Peter Donolo returns to Ottawa enjoying high standing among the media and political insiders. That’s justified. Donolo was undeniably an effective communications director under Jean Chrétien, and he also happens to be a likeable guy.

Yet I can’t help but think that something central is being missed in the way his return is being cast. One of the main things I remember from having covered the Chrétien Prime Minister’s Office—especially in, say, its first five years—was having to get used to its obsessively tight control over both the government and the Liberal caucus.

This was a clear change from the exercise of power under Brian Mulroney. His Conservative government, at least as I remember it from its last few years, was dominated by a handful of key cabinet ministers—not by a ferociously dominant PMO. Of course, Mulroney’s own staff were powerful, but ministers like Don Mazankowski, Michael Wilson, Joe Clark, and, yes, even Kim Campbell when she was justice minister, were voices and forces in their own right.

By that I mean not just that they ran their departments and pursued policy files, but also that they generally seemed to have a fair degree of autonomy when it came to communicating their messages. This changed under Chrétien: by and large, only his finance minister, Paul Martin (admittedly a major exception) appeared to be able to function with substantial independence for long stretches.

It took a few years after Chrétien’s 1993 election victory for Ottawa to come to a broad understanding of how centralized his rule was turning out to be. A major Maclean’s cover story by my former colleague Bruce Wallace in October 1998 went a long way toward crystallizing that as a widely held view. And the Chrétien PMO’s particular management style became a point of growing concern the following year, in the wider debate about Ottawa’s long-term trend toward fewer and fewer real decision-makers, set off by the publication Donald Savoie’s hugely influential book Governing from the Centre: The Concentration of Power in Canadian Politics.
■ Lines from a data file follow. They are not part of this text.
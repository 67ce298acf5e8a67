// Copyright (c) 2025 R3BL LLC. Licensed under Apache License, Version 2.0.

use std::fmt::Debug;

use tracing_core::LevelFilter;

use crate::StdoutMock;

/// Configure where the engine's tracing events go, and at which level. Pass it to
/// [`crate::try_initialize_logging_global`] or
/// [`crate::try_initialize_logging_thread_local`].
///
/// Interactive programs should avoid [`DisplayPreference::Stdout`] since log lines
/// interleave with the line being edited. A file is the usual choice.
#[derive(Debug, Clone)]
pub struct TracingConfig {
    pub writer_config: WriterConfig,
    pub level_filter: LevelFilter,
}

#[derive(Debug, Clone)]
pub enum WriterConfig {
    None,
    Display(DisplayPreference),
    File(String /* tracing_log_file_path */),
    DisplayAndFile(DisplayPreference, String /* tracing_log_file_path */),
}

#[derive(Clone)]
pub enum DisplayPreference {
    Stdout,
    Stderr,
    /// Captured in memory. Used by tests to assert on logged events.
    Buffer(StdoutMock),
}

impl Debug for DisplayPreference {
    fn fmt(&self, f: &mut std::fmt::Formatter<'_>) -> std::fmt::Result {
        match self {
            DisplayPreference::Stdout => write!(f, "Stdout"),
            DisplayPreference::Stderr => write!(f, "Stderr"),
            DisplayPreference::Buffer(_) => write!(f, "Buffer"),
        }
    }
}

pub const DEFAULT_LOG_FILE_NAME: &str = "line_reader_debug.log";

impl TracingConfig {
    #[must_use]
    pub fn new_file(filename: Option<String>, level_filter: LevelFilter) -> Self {
        Self {
            writer_config: WriterConfig::File(
                filename.unwrap_or_else(|| DEFAULT_LOG_FILE_NAME.to_string()),
            ),
            level_filter,
        }
    }

    #[must_use]
    pub fn new_display(preferred_display: DisplayPreference, level_filter: LevelFilter) -> Self {
        Self {
            writer_config: WriterConfig::Display(preferred_display),
            level_filter,
        }
    }

    #[must_use]
    pub fn get_writer_config(&self) -> WriterConfig { self.writer_config.clone() }

    #[must_use]
    pub fn get_level_filter(&self) -> LevelFilter { self.level_filter }
}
All this is to suggest that the key question about Donolo is not whether he’s a nice guy with a knack for putting a positive spin on the political news of the day. The more important point is whether, based on the undeniable political successes he was a key architect of during Chrétien’s day, he will now bring a similar tendency toward top-down discipline. At its worst, that bent can stifle democratic debate, policy creativity, and citizen engagement in our shared political life.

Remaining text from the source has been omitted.